There are many approaches to examining motion capture data. Examples include the use of functional data analysis (Vines et al 2006), and sonification of movement data (Verfaille et al 2006). This particular project uses machine learning. In particular, it explores the use of different artificial neural network architectures in analysis of motion capture data, towards understanding performer gesture.
Artificial neural networks are a family of algorithms that learn by iteratively making small adjustments to weighted connections between simple processing units. Currently, this project uses feedforward networks and recurrent networks. These networks are very similar but the recurrent versions allow for feedback so that there is an effect of sequence.
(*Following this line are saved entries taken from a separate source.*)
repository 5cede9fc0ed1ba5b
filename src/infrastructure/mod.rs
//! Storage backends implementing the domain ports.

pub mod in_memory;
#[cfg(feature = "storage-rocksdb")]
pub mod rocksdb;
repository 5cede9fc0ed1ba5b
//! Domain layer: loan terms, repayment schedules, payments and the ports
//! through which they are stored.

pub mod clock;
pub mod loan;
pub mod money;
pub mod payment;
pub mod ports;
pub mod schedule;
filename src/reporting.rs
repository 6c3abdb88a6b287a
use std::fs::File;
use std::io::{self, BufWriter, Write};
use std::path::Path;

use serde::Serialize;

use crate::graph_analysis::BfsResult;
use crate::road_map::RoadMap;

/// One row of the CSV distance export.
#[derive(Debug, Serialize)]
struct DistanceRecord {
    vertex: usize,
    distance: Option<usize>, // empty when unreachable
    parent: Option<usize>,
}

/// Echoes the loaded graph.
pub fn write_road_map<W: Write>(out: &mut W, road_map: &RoadMap) -> io::Result<()> {
    writeln!(out, "Number of vertices: {}", road_map.vertex_count())?;
    writeln!(out, "Number of edges: {}", road_map.edge_count())?;
    writeln!(out, "Edge list:")?;
    for (a, b) in road_map.edges() {
        writeln!(out, "{a} {b}")?;
    }
    writeln!(out, "Starting vertex: {}", road_map.start())
}

// same format for the console and output.txt
pub fn write_distances<W: Write>(out: &mut W, result: &BfsResult) -> io::Result<()> {
    for (vertex, distance) in result.distance.iter().enumerate() {
        match distance {
            Some(d) => writeln!(out, "Vertex {vertex}: {d}")?,
            None => writeln!(out, "Vertex {vertex}: unreachable")?,
        }
    }
    Ok(())
}

pub fn write_path<W: Write>(out: &mut W, result: &BfsResult, destination: i64) -> io::Result<()> {
    let path = usize::try_from(destination)
        .ok()
        .and_then(|d| result.path_to(d)); // None when negative, out of range or unreached

    match path {
        Some(path) => {
            writeln!(
                out,
                "Shortest path from vertex {} to vertex {destination}:",
                result.start
            )?;
            let vertices: Vec<String> = path.iter().map(|v| v.to_string()).collect();
            writeln!(out, "{}", vertices.join(" "))
        }
        None => writeln!(
            out,
            "Vertex {destination} is unreachable from vertex {}.",
            result.start
        ),
    }
}

/// Writes the distance report to `path`, replacing any existing file.
pub fn save_distances(path: &Path, result: &BfsResult) -> io::Result<()> {
    let mut out = BufWriter::new(File::create(path)?);
    write_distances(&mut out, result)?;
    out.flush()
}

/// Writes `vertex,distance,parent` rows to `path`.
pub fn save_distances_csv(path: &Path, result: &BfsResult) -> Result<(), csv::Error> {
    let mut writer = csv::Writer::from_path(path)?;
    for (vertex, (&distance, &parent)) in result.distance.iter().zip(&result.parent).enumerate() {
        writer.serialize(DistanceRecord {
            vertex,
            distance,
            parent,
        })?;
    }
    writer.flush()?;
    Ok(())
}
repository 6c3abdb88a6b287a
use crate::road_map::RoadMap;

/// Undirected adjacency list indexed by vertex. Neighbor order follows the
/// order edges were added; self-loops and parallel edges are kept as is.
#[derive(Debug, Clone, PartialEq, Eq)]
pub struct AdjacencyList {
    neighbors: Vec<Vec<usize>>,
}

impl AdjacencyList {
    pub fn from_edges(vertex_count: usize, edges: &[(usize, usize)]) -> Self {
        let mut neighbors = vec![Vec::new(); vertex_count];
        // endpoints must be below vertex_count
        for &(a, b) in edges {
            neighbors[a].push(b);
            neighbors[b].push(a); // undirected, a self-loop lands twice
        }
        Self { neighbors }
    }

    pub fn vertex_count(&self) -> usize {
        self.neighbors.len()
    }

    pub fn neighbors(&self, vertex: usize) -> &[usize] {
        &self.neighbors[vertex]
    }
}

/// Adjacency list for a loaded road map. Endpoints were range-checked by the
/// loader, so this cannot fail.
pub fn build_adjacency(road_map: &RoadMap) -> AdjacencyList {
    AdjacencyList::from_edges(road_map.vertex_count(), road_map.edges())
}

#[cfg(test)]
mod tests {
    use super::*;
    use crate::road_map::{parse_road_map, LoadOptions};

    #[test]
    fn test_build_adjacency() {
        let road_map = parse_road_map("4\n3\n0 1\n1 2\n2 3\n0\n", LoadOptions::default()).unwrap();
        let adjacency = build_adjacency(&road_map);

        assert_eq!(adjacency.vertex_count(), 4);
        assert_eq!(adjacency.neighbors(0), &[1]);
        assert_eq!(adjacency.neighbors(1), &[0, 2]); // input order
        assert_eq!(adjacency.neighbors(2), &[1, 3]);
        assert_eq!(adjacency.neighbors(3), &[2]);
    }

    #[test]
    fn test_adjacency_is_symmetric() {
        let edges = [(0, 3), (3, 1), (1, 1), (2, 0), (0, 3)];
        let adjacency = AdjacencyList::from_edges(5, &edges);

        for a in 0..adjacency.vertex_count() {
            for &b in adjacency.neighbors(a) {
                let forward = adjacency.neighbors(a).iter().filter(|&&n| n == b).count();
                let backward = adjacency.neighbors(b).iter().filter(|&&n| n == a).count();
                assert_eq!(forward, backward, "edge {a}-{b}");
            }
        }
    }

    #[test]
    fn test_self_loops_and_parallel_edges_preserved() {
        let adjacency = AdjacencyList::from_edges(2, &[(0, 0), (0, 1), (0, 1)]);
        assert_eq!(adjacency.neighbors(0), &[0, 0, 1, 1]);
        assert_eq!(adjacency.neighbors(1), &[0, 0]);
    }

    #[test]
    fn test_isolated_vertices_have_no_neighbors() {
        let adjacency = AdjacencyList::from_edges(3, &[]);
        assert_eq!(adjacency.vertex_count(), 3);
        assert!(adjacency.neighbors(2).is_empty());
    }
}
use std::fs::File;
use std::io::{self, BufRead, BufReader};
use std::path::Path;

use tracing::{debug, warn};

use crate::errors::{Field, LoadError};

// upper bound on edges reserved up front, the declared count is untrusted
const EDGE_PREALLOC_LIMIT: usize = 1 << 16;

/// A validated graph description: vertex count, undirected edge list and the
/// vertex the search starts from.
///
/// Only the loader builds one, so every endpoint and the start vertex are
/// already known to lie in `0..vertex_count`.
#[derive(Debug, Clone, PartialEq, Eq)]
pub struct RoadMap {
    vertex_count: usize,
    edges: Vec<(usize, usize)>,
    start: usize,
}

impl RoadMap {
    pub fn vertex_count(&self) -> usize {
        self.vertex_count
    }

    pub fn edge_count(&self) -> usize {
        self.edges.len()
    }

    /// Edges in input order.
    pub fn edges(&self) -> &[(usize, usize)] {
        &self.edges
    }

    pub fn start(&self) -> usize {
        self.start
    }
}

#[derive(Debug, Clone, Copy, PartialEq, Eq)]
pub struct LoadOptions {
    /// Reject a start vertex greater than the declared edge count. The old
    /// program enforced this in addition to the vertex range check.
    pub legacy_start_bound: bool,
}

impl Default for LoadOptions {
    fn default() -> Self {
        Self {
            legacy_start_bound: true,
        }
    }
}

/// Opens `path` and reads a road map from it.
pub fn load_road_map(path: &Path, options: LoadOptions) -> Result<RoadMap, LoadError> {
    let file = File::open(path).map_err(|source| LoadError::Open {
        path: path.to_path_buf(),
        source,
    })?;
    debug!(path = %path.display(), "reading road map");
    read_road_map(BufReader::new(file), options)
}

/// Reads vertex count, edge count, one `a b` line per edge and the start
/// vertex, failing on the first bad line.
pub fn read_road_map<R: BufRead>(reader: R, options: LoadOptions) -> Result<RoadMap, LoadError> {
    let mut lines = NumberedLines::new(reader.lines());

    let raw_vertices = lines.next_value(Field::VertexCount)?;
    let vertex_count = usize::try_from(raw_vertices)
        .ok()
        .filter(|&n| n > 0)
        .ok_or(LoadError::InvalidVertexCount(raw_vertices))?;

    let raw_edges = lines.next_value(Field::EdgeCount)?;
    let edge_count =
        usize::try_from(raw_edges).map_err(|_| LoadError::InvalidEdgeCount(raw_edges))?;
    debug!(vertex_count, edge_count, "parsed road map header");

    let mut edges = Vec::with_capacity(edge_count.min(EDGE_PREALLOC_LIMIT));
    for _ in 0..edge_count {
        let (a, b) = lines.next_pair()?;
        let a = lines.vertex_index(a, vertex_count)?; // a is checked before b
        let b = lines.vertex_index(b, vertex_count)?;
        edges.push((a, b));
    }

    let raw_start = lines.next_value(Field::StartVertex)?; // later lines are ignored
    if options.legacy_start_bound && raw_start > raw_edges {
        warn!(
            start = raw_start,
            edge_count,
            "start vertex rejected by the edge-count bound; pass --lenient-start to skip this check"
        );
        return Err(LoadError::StartExceedsEdgeCount {
            start: raw_start,
            edge_count,
        });
    }
    let start = usize::try_from(raw_start)
        .ok()
        .filter(|&s| s < vertex_count)
        .ok_or(LoadError::StartOutOfRange {
            start: raw_start,
            vertex_count,
        })?;

    Ok(RoadMap {
        vertex_count,
        edges,
        start,
    })
}

/// Parses `text` as a road map.
#[cfg(test)]
pub fn parse_road_map(text: &str, options: LoadOptions) -> Result<RoadMap, LoadError> {
    read_road_map(text.as_bytes(), options)
}

// remembers the 1-based number of the last line handed out
struct NumberedLines<I> {
    lines: I,
    line: usize,
}

impl<I> NumberedLines<I>
where
    I: Iterator<Item = io::Result<String>>,
{
    fn new(lines: I) -> Self {
        Self { lines, line: 0 }
    }

    fn next_values(&mut self, field: Field) -> Result<Vec<i64>, LoadError> {
        self.line += 1;
        let text = match self.lines.next() {
            Some(text) => text?,
            None => {
                return Err(LoadError::MissingLine {
                    line: self.line,
                    field,
                })
            }
        };

        let values: Result<Vec<i64>, _> = text.split_whitespace().map(str::parse).collect();
        match values {
            Ok(values) if values.len() == field.token_count() => Ok(values),
            _ => Err(LoadError::Malformed {
                line: self.line,
                field,
                text: text.trim().to_string(),
            }),
        }
    }

    fn next_value(&mut self, field: Field) -> Result<i64, LoadError> {
        Ok(self.next_values(field)?[0])
    }

    fn next_pair(&mut self) -> Result<(i64, i64), LoadError> {
        let values = self.next_values(Field::Edge)?;
        Ok((values[0], values[1]))
    }

    fn vertex_index(&self, vertex: i64, vertex_count: usize) -> Result<usize, LoadError> {
        usize::try_from(vertex)
            .ok()
            .filter(|&v| v < vertex_count)
            .ok_or(LoadError::VertexOutOfRange {
                line: self.line,
                vertex,
                vertex_count,
            })
    }
}
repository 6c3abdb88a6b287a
mod adjacency_lists;
mod config;
mod errors;
mod graph_analysis;
mod reporting;
mod road_map;

use std::io::{self, BufRead, Write};
use std::process::ExitCode;

use anyhow::{Context, Result};
use clap::Parser;
use tracing::{info, warn};
use tracing_subscriber::{fmt, EnvFilter};

use crate::config::{Cli, Settings};
use crate::graph_analysis::BfsResult;
use crate::road_map::RoadMap;

fn init_logging(verbose: u8) {
    let filter = match verbose {
        0 => EnvFilter::try_from_default_env().unwrap_or_else(|_| EnvFilter::new("warn")),
        1 => EnvFilter::new("info"),
        2 => EnvFilter::new("debug"),
        _ => EnvFilter::new("trace"),
    };

    fmt()
        .with_env_filter(filter)
        .with_target(true)
        .with_writer(io::stderr)
        .init();
}

/// Asks for the destination vertex. Anything that is not an integer, including
/// unreadable input, falls back to vertex 0.
fn prompt_destination<R: BufRead, W: Write>(input: &mut R, out: &mut W) -> i64 {
    let prompt = "Input a vertex from where we will build a shortcut to the specified vertex: ";
    if let Err(err) = write!(out, "{prompt}").and_then(|()| out.flush()) {
        warn!("could not write prompt: {err}");
    }

    let mut answer = Vec::new();
    if let Err(err) = input.read_until(b'\n', &mut answer) {
        warn!("could not read destination, using vertex 0: {err}");
        return 0;
    }
    let answer = String::from_utf8_lossy(&answer); // invalid bytes become U+FFFD and fail to parse
    match answer.trim().parse() {
        Ok(destination) => destination,
        Err(_) => {
            warn!(answer = answer.trim(), "not a vertex number, using vertex 0");
            0
        }
    }
}

fn print_analysis<W: Write>(out: &mut W, road_map: &RoadMap, result: &BfsResult) -> io::Result<()> {
    reporting::write_road_map(out, road_map)?;
    writeln!(out)?;
    writeln!(out, "Shortest distances from vertex {}:", road_map.start())?;
    reporting::write_distances(out, result)?;
    writeln!(out)
}

/// Load, search, report. Only a failed load is an error; console and file
/// output are best effort.
fn run<R: BufRead, W: Write>(settings: &Settings, input: &mut R, out: &mut W) -> Result<()> {
    let road_map = road_map::load_road_map(&settings.input, settings.load)
        .context("error reading data from file")?;
    info!(
        vertices = road_map.vertex_count(),
        edges = road_map.edge_count(),
        start = road_map.start(),
        "loaded road map"
    );

    let graph = adjacency_lists::build_adjacency(&road_map);
    let result = graph_analysis::bfs(&graph, road_map.start());

    if let Err(err) = print_analysis(out, &road_map, &result) {
        warn!("could not write to the console: {err}");
    }

    match reporting::save_distances(&settings.output, &result) {
        Ok(()) => info!(path = %settings.output.display(), "wrote distances"),
        Err(err) => warn!(path = %settings.output.display(), "could not write distances: {err}"),
    }
    if let Some(path) = &settings.csv_output {
        match reporting::save_distances_csv(path, &result) {
            Ok(()) => info!(path = %path.display(), "wrote csv export"),
            Err(err) => warn!(path = %path.display(), "could not write csv export: {err}"),
        }
    }

    let destination = match settings.destination {
        Some(destination) => destination,
        None => {
            let destination = prompt_destination(input, out);
            // blank line between the answer and the path
            if let Err(err) = writeln!(out) {
                warn!("could not write to the console: {err}");
            }
            destination
        }
    };
    if let Err(err) = reporting::write_path(out, &result, destination) {
        warn!("could not write to the console: {err}");
    }
    Ok(())
}

fn main() -> ExitCode {
    let cli = Cli::parse();
    init_logging(cli.verbose);

    let settings = match Settings::from_cli(cli) {
        Ok(settings) => settings,
        Err(err) => {
            eprintln!("Error: {err}");
            return ExitCode::FAILURE;
        }
    };

    let stdin = io::stdin();
    let stdout = io::stdout();
    match run(&settings, &mut stdin.lock(), &mut stdout.lock()) {
        Ok(()) => ExitCode::SUCCESS,
        Err(err) => {
            eprintln!("Error: {err:#}");
            ExitCode::FAILURE
        }
    }
}
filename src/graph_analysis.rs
use std::collections::VecDeque;

use tracing::debug;

use crate::adjacency_lists::AdjacencyList;

/// Hop distances and discovery parents from a single start vertex.
///
/// `None` in `distance` means unreachable; `None` in `parent` marks the start
/// vertex and every unreachable vertex.
#[derive(Debug, Clone, PartialEq, Eq)]
pub struct BfsResult {
    pub start: usize,
    pub distance: Vec<Option<usize>>,
    pub parent: Vec<Option<usize>>,
}

impl BfsResult {
    pub fn distance_to(&self, vertex: usize) -> Option<usize> {
        self.distance.get(vertex).copied().flatten()
    }

    pub fn is_reachable(&self, vertex: usize) -> bool {
        self.distance_to(vertex).is_some()
    }

    /// Shortest path from the start to `destination`, or `None` when the
    /// destination does not exist or cannot be reached.
    pub fn path_to(&self, destination: usize) -> Option<Vec<usize>> {
        self.is_reachable(destination)
            .then(|| shortest_path(&self.parent, destination))
    }

    pub fn reachable_count(&self) -> usize {
        self.distance.iter().filter(|d| d.is_some()).count()
    }
}

/// Breadth-first search from `start`. Panics if `start` is not a vertex of `graph`.
pub fn bfs(graph: &AdjacencyList, start: usize) -> BfsResult {
    let n = graph.vertex_count();
    let mut distance: Vec<Option<usize>> = vec![None; n];
    let mut parent: Vec<Option<usize>> = vec![None; n];
    let mut queue: VecDeque<usize> = VecDeque::new();

    distance[start] = Some(0);
    queue.push_back(start);

    while let Some(vertex) = queue.pop_front() {
        let Some(current) = distance[vertex] else {
            continue; // only discovered vertices are queued
        };
        let next = current + 1;
        for &neighbor in graph.neighbors(vertex) {
            if distance[neighbor].map_or(true, |d| d > next) {
                distance[neighbor] = Some(next);
                parent[neighbor] = Some(vertex); // first discovery wins
                queue.push_back(neighbor); // a settled vertex never passes the check again
            }
        }
    }

    let result = BfsResult {
        start,
        distance,
        parent,
    };
    debug!(start, reached = result.reachable_count(), vertices = n, "bfs finished");
    result
}

// caller checks reachability, an unreachable vertex yields just [destination]
pub fn shortest_path(parent: &[Option<usize>], destination: usize) -> Vec<usize> {
    let mut path = vec![destination];
    let mut current = destination;
    while let Some(previous) = parent[current] {
        path.push(previous);
        current = previous;
    }
    path.reverse(); // walked destination -> start
    path
}
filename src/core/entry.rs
//! Startup entries - Identity and measured cost of one auto-launch registration

use serde::{Deserialize, Serialize};

/// One auto-launch registration together with its last measured resource
/// profile.
///
/// The serde renames match the on-disk state file format; `Dependencies`
/// may be absent in older files and defaults to empty.
#[derive(Debug, Clone, PartialEq, Serialize, Deserialize)]
pub struct StartupEntry {
    /// Registration name, the unique key within a run
    #[serde(rename = "Name")]
    pub name: String,
    /// Launch command or executable path
    #[serde(rename = "Path")]
    pub path: String,
    /// Observed CPU percentage (0 = unproven)
    #[serde(rename = "CpuUsage", default)]
    pub cpu_usage: f64,
    /// Observed resident memory in MB (0 = unproven)
    #[serde(rename = "MemoryUsage", default)]
    pub memory_usage: f64,
    /// Names that must have started before this entry launches
    #[serde(rename = "Dependencies", default)]
    pub dependencies: Vec<String>,
}

impl StartupEntry {
    pub fn new(name: impl Into<String>, path: impl Into<String>) -> Self {
        Self {
            name: name.into(),
            path: path.into(),
            cpu_usage: 0.0,
            memory_usage: 0.0,
            dependencies: Vec::new(),
        }
    }

    pub fn with_dependencies(mut self, dependencies: Vec<String>) -> Self {
        self.dependencies = dependencies;
        self
    }

    /// An entry with no recorded cost has never been successfully profiled,
    /// regardless of how long it has been tracked.
    pub fn is_unproven(&self) -> bool {
        self.cpu_usage == 0.0 && self.memory_usage == 0.0
    }

    /// Combined cost used for launch ordering.
    pub fn combined_cost(&self) -> f64 {
        self.cpu_usage + self.memory_usage
    }

    /// Copy of this entry carrying a freshly measured profile.
    pub fn with_profile(&self, cpu_usage: f64, memory_usage: f64) -> Self {
        Self {
            cpu_usage,
            memory_usage,
            ..self.clone()
        }
    }
}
That is, the order of the input potentially effects the output in the recurrent network but not in the feedforward network.
Networks are trained to identify instruments based on motion capture data from musicians. Some networks are only trained on subsets of the body data (e.g. only the angles of the hips, knees, and ankles, or only the centre of mass), and still perform well at classifying the instrument when compared with human performance on a similar task.
- Yaremchuk, V., Wanderley, M. M. (2014). Brahms, Bodies and Backpropagation: Artificial Neural Networks for Movement Classification in Musical Performance. In Proceedings of 1st International Conference on Movement Computing (MOCO'14) (pp. 88-93). Paris, France.